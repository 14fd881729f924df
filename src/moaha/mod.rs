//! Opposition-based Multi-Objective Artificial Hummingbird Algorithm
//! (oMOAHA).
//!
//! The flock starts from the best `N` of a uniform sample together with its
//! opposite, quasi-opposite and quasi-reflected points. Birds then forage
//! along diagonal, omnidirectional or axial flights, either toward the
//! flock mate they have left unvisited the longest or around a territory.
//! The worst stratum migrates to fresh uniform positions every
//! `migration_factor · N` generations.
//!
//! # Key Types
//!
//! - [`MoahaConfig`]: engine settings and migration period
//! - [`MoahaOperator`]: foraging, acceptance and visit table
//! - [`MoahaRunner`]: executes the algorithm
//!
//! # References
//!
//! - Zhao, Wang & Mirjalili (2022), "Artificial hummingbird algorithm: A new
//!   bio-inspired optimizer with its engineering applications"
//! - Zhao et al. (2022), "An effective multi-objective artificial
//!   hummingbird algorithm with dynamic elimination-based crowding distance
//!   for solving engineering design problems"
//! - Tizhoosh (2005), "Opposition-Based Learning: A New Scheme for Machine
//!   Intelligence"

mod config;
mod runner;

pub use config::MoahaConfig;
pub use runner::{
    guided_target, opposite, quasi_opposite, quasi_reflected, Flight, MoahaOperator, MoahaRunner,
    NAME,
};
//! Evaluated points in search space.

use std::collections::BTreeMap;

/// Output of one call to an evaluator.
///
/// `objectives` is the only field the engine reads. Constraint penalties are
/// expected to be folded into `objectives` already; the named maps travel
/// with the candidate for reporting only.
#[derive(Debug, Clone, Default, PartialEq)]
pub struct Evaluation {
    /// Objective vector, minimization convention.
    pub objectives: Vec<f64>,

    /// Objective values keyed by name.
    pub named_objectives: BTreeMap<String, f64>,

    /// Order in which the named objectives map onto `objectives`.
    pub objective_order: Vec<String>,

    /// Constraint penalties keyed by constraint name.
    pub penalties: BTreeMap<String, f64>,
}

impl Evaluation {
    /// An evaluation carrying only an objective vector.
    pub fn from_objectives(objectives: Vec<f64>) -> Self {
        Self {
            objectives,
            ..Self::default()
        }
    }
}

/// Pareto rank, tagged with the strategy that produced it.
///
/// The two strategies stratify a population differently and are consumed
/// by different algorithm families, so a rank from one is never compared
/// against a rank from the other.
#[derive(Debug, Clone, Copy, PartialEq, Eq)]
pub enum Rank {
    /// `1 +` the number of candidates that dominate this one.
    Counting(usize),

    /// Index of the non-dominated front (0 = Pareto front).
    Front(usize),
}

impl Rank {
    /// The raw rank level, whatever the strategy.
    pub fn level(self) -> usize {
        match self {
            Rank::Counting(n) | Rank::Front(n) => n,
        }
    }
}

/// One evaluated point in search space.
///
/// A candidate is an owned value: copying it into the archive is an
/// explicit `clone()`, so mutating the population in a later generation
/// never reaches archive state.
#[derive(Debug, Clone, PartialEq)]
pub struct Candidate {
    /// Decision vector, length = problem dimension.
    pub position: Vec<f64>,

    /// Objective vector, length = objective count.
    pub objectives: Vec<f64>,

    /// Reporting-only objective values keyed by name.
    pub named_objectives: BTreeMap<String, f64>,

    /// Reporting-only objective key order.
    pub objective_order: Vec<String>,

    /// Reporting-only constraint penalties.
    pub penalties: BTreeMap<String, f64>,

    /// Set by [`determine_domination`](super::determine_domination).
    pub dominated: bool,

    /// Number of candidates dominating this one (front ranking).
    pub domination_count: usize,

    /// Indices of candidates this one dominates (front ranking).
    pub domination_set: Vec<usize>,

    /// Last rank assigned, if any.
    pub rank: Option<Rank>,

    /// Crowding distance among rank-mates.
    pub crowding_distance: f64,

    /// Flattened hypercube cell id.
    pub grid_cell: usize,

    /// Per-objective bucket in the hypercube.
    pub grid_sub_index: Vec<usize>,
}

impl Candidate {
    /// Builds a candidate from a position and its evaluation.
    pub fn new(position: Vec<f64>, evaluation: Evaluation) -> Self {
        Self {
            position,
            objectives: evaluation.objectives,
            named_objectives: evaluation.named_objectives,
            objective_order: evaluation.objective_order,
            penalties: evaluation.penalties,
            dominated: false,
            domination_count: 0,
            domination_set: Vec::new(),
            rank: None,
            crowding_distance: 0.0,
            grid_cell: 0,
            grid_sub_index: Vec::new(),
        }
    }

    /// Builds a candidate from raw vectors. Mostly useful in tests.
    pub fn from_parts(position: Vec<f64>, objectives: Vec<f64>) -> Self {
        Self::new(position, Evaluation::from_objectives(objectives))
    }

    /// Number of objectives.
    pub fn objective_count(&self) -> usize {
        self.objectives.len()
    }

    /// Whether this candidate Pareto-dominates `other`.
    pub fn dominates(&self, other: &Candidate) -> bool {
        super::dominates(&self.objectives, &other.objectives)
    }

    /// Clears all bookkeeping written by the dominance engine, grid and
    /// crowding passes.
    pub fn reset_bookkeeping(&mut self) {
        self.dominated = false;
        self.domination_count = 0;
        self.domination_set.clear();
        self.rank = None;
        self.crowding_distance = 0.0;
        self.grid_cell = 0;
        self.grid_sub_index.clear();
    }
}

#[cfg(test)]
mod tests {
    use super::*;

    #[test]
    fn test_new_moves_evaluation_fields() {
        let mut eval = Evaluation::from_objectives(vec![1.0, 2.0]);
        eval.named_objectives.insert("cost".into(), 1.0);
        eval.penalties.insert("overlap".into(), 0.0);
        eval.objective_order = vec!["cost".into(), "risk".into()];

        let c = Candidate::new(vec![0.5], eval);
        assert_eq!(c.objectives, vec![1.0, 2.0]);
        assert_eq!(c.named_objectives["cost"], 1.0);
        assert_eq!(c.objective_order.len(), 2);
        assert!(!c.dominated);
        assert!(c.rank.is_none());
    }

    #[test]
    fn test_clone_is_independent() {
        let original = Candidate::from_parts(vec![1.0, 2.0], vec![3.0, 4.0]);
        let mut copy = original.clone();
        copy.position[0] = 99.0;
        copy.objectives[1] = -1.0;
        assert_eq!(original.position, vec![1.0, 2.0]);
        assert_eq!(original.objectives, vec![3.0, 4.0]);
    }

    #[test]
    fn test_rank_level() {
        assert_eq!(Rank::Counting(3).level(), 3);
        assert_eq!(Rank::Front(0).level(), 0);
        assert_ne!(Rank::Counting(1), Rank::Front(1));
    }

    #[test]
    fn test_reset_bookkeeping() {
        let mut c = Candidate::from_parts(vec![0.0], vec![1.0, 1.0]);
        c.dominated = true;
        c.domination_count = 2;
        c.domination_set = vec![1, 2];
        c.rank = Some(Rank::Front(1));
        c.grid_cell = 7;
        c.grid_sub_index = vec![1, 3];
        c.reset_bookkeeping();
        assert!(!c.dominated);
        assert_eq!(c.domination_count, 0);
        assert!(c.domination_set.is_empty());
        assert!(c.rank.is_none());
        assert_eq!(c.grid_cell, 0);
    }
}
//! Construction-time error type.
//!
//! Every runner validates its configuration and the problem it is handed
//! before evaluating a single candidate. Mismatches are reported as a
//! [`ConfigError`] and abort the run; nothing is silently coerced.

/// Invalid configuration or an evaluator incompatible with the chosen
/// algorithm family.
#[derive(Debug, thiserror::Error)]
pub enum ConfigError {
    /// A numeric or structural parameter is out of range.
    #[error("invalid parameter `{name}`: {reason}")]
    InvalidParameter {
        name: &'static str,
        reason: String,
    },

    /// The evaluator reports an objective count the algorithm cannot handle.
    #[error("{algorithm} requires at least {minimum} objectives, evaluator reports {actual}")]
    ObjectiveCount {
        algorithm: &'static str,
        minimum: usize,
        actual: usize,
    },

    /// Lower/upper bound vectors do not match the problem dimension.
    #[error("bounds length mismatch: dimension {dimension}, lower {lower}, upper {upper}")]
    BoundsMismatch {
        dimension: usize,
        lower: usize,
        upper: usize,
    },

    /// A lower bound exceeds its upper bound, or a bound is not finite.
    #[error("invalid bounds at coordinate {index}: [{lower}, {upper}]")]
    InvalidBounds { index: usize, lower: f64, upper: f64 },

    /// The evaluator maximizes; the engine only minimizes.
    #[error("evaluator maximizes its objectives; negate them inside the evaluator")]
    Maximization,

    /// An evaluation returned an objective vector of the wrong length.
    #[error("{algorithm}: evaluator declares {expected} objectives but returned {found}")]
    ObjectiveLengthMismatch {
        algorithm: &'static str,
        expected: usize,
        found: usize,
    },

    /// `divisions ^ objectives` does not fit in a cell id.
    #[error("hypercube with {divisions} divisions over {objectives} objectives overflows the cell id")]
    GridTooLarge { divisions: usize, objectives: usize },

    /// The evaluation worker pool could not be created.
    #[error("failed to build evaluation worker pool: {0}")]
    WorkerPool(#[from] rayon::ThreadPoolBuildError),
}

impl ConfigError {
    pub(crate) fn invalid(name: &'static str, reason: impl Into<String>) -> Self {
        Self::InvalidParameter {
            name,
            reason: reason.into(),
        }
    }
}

________

Please copy only these lines, exactly: the first line of the records through the line containing "and visit table", ends included.

→ Task output
repository 14fd881729f924df
filename src/moaha/mod.rs
//! Opposition-based Multi-Objective Artificial Hummingbird Algorithm
//! (oMOAHA).
//!
//! The flock starts from the best `N` of a uniform sample together with its
//! opposite, quasi-opposite and quasi-reflected points. Birds then forage
//! along diagonal, omnidirectional or axial flights, either toward the
//! flock mate they have left unvisited the longest or around a territory.
//! The worst stratum migrates to fresh uniform positions every
//! `migration_factor · N` generations.
//!
//! # Key Types
//!
//! - [`MoahaConfig`]: engine settings and migration period
//! - [`MoahaOperator`]: foraging, acceptance and visit table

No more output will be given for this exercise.